Andy Rubin, the founder of Android, has unveiled a smart home hub called Essential Home, one of two devices unveiled this week as part of his new technology brand.
Essential Home shares a lot of similarities with Amazon Echo and Google Home, including voice commands, responses, and support for third-party devices.
See Also: Hive goes the subscription route with “smart home as a service”
Instead of limiting interaction to voice, Home comes with a round display that shows information and lets users tap to talk. Users can also glance at Home to activate it.
Essential wants to get the ball rolling quicker than other smart hubs, it will quickly start scanning calendars, notes, and other apps and offering suggestions. If traffic is particularly bad on one morning, it will tell you to set off a few minutes early.
Rubin’s company is also launching a new operating system, called Ambient OS, which can supposedly introduce itself to new and existing smart home devices without any manual pairing.
The automatic integration is good for developers, according to Essential, as it allows them to write applications that “provide a unified experience across multiple devices.”
Home will talk to devices over the home network, instead of going back and forth in the cloud. Essential also plans to limit the amount of information sent to the cloud, taking a page straight out of Apple’s privacy book.
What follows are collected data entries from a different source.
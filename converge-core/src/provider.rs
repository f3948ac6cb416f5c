//! Provider - Trait abstracting the remote management API
//!
//! A `RemoteApi` is the only thing the reconciler talks to. It speaks wire
//! documents and remote keys; everything resource-specific (field names,
//! identity, status) lives in the `ResourceKind` driving it.

use async_trait::async_trait;

use crate::identity::RemoteKey;
use crate::tags::{TagDiff, Tags};
use crate::wire::WireObject;

/// Error codes that mean the addressed object does not exist
const NOT_FOUND_CODES: &[&str] = &[
    "NotFoundException",
    "ResourceNotFoundException",
    "ResourceNotFound",
    "NotFound",
    "WAFNonexistentItemException",
    "DoesNotExist",
    "NoSuchEntity",
];

/// Error codes that mean the call was throttled and may succeed later
const THROTTLING_CODES: &[&str] = &[
    "Throttling",
    "ThrottlingException",
    "ThrottledException",
    "TooManyRequestsException",
    "RequestLimitExceeded",
    "WAFStaleDataException",
];

/// Error returned by a remote API call, classified by error code
#[derive(Debug, Clone, PartialEq, Eq, thiserror::Error)]
pub enum ApiError {
    #[error("not found: {0}")]
    NotFound(String),

    #[error("{code}: {message}")]
    Rejected { code: String, message: String },

    #[error("throttled: {0}")]
    Throttled(String),

    #[error("transport error: {0}")]
    Transport(String),
}

impl ApiError {
    /// Classify an SDK error by its service error code.
    ///
    /// Errors without a code never reached the service and are transport
    /// failures.
    pub fn classify(code: Option<&str>, message: impl Into<String>) -> Self {
        let message = message.into();
        match code {
            Some(c) if NOT_FOUND_CODES.contains(&c) => ApiError::NotFound(message),
            Some(c) if THROTTLING_CODES.contains(&c) => ApiError::Throttled(message),
            Some(c) => ApiError::Rejected {
                code: c.to_string(),
                message,
            },
            None => ApiError::Transport(message),
        }
    }

    pub fn rejected(code: impl Into<String>, message: impl Into<String>) -> Self {
        ApiError::Rejected {
            code: code.into(),
            message: message.into(),
        }
    }

    pub fn is_not_found(&self) -> bool {
        matches!(self, ApiError::NotFound(_))
    }
}

pub type ApiResult<T> = Result<T, ApiError>;

/// Everything a create call needs
#[derive(Debug, Clone, PartialEq)]
pub struct CreateRequest {
    /// Remote type name (e.g., "AWS::AppMesh::VirtualNode")
    pub type_name: String,
    /// Natural key of the new object; empty when the provider assigns the id
    pub key: RemoteKey,
    pub body: WireObject,
    /// Effective tags, defaults already merged in
    pub tags: Tags,
}

/// One page of a listing
#[derive(Debug, Clone, Default, PartialEq)]
pub struct Page {
    /// Summaries of the listed objects; each holds at least the key fields
    pub items: Vec<WireObject>,
    /// Marker of the next page, `None` on the last page
    pub next_marker: Option<String>,
}

/// Remote management API
///
/// Implementations own transport, authentication and retries. Every method
/// maps to exactly one logical remote call as seen by the reconciler.
#[async_trait]
pub trait RemoteApi: Send + Sync {
    /// Create an object and return the create response
    async fn create(&self, request: CreateRequest) -> ApiResult<WireObject>;

    /// Describe an object; `ApiError::NotFound` when it does not exist
    async fn get(&self, type_name: &str, key: &RemoteKey) -> ApiResult<WireObject>;

    /// Apply one update group's changed fields. `null` values clear a field.
    async fn update(
        &self,
        type_name: &str,
        key: &RemoteKey,
        group: &str,
        body: WireObject,
    ) -> ApiResult<()>;

    async fn delete(&self, type_name: &str, key: &RemoteKey) -> ApiResult<()>;

    async fn list_tags(&self, type_name: &str, key: &RemoteKey) -> ApiResult<Tags>;

    /// Add/overwrite and remove tags in a single call
    async fn update_tags(&self, type_name: &str, key: &RemoteKey, diff: &TagDiff)
    -> ApiResult<()>;

    async fn list_page(&self, type_name: &str, marker: Option<&str>) -> ApiResult<Page>;
}
//! Reconciler - Generic create/read/update/delete/import lifecycle
//!
//! One implementation drives every resource kind toward its desired
//! configuration. The kind supplies the data (schema, identity scheme,
//! status rule); the `Context` supplies the remote API and policy.
//!
//! Lifecycle of a tracked resource:
//!
//! ```text
//! absent -> create -> creating -> read confirms -> stable -> (update)* -> stable -> delete -> absent
//! ```
//!
//! A read of a stable resource that finds it gone or deleted routes to
//! absent. Finding it deleted while still creating is a terminal error.

use std::sync::Arc;

use log::{debug, info, warn};
use tokio_util::sync::CancellationToken;

use crate::config::ReconcilerConfig;
use crate::differ::{self, Diff};
use crate::error::{Operation, ReconcileError, ReconcileResult};
use crate::identity::{IdentityError, IdentityScheme, RemoteKey, SEPARATOR};
use crate::kind::ResourceKind;
use crate::provider::{ApiError, ApiResult, CreateRequest, RemoteApi};
use crate::resource::{Attributes, ReadOutcome, TrackedResource, Value};
use crate::schema::{Codec, TypeError};
use crate::status::{Status, status_of};
use crate::tags::{self, TagDiff, Tags};
use crate::wait::{WaitError, wait_for_found};
use crate::wire::{self, WireObject, json_equivalent};

/// Everything a lifecycle call needs besides the resource itself
#[derive(Clone)]
pub struct Context {
    pub api: Arc<dyn RemoteApi>,
    pub config: ReconcilerConfig,
    pub cancel: CancellationToken,
}

impl Context {
    pub fn new(api: Arc<dyn RemoteApi>) -> Self {
        Self {
            api,
            config: ReconcilerConfig::default(),
            cancel: CancellationToken::new(),
        }
    }

    pub fn with_config(mut self, config: ReconcilerConfig) -> Self {
        self.config = config;
        self
    }

    pub fn with_cancel(mut self, cancel: CancellationToken) -> Self {
        self.cancel = cancel;
        self
    }
}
No known when it will launch
No price has been announced for the Home and we don’t know when it will launch in the U.S.
Rubin launched the Essential Phone this week as well, a high-end Android device that has a near bezel-less display and all the latest specs. Instead of aluminium, Essential uses titanium, which it says is very unlikely to smash.
After Android, Rubin spent a few years in the robotics division at Google, before leaving to launch tech incubator Playground Global. He started Essential Products, the brand behind the Home and Phone, late last year, and these are the two first products.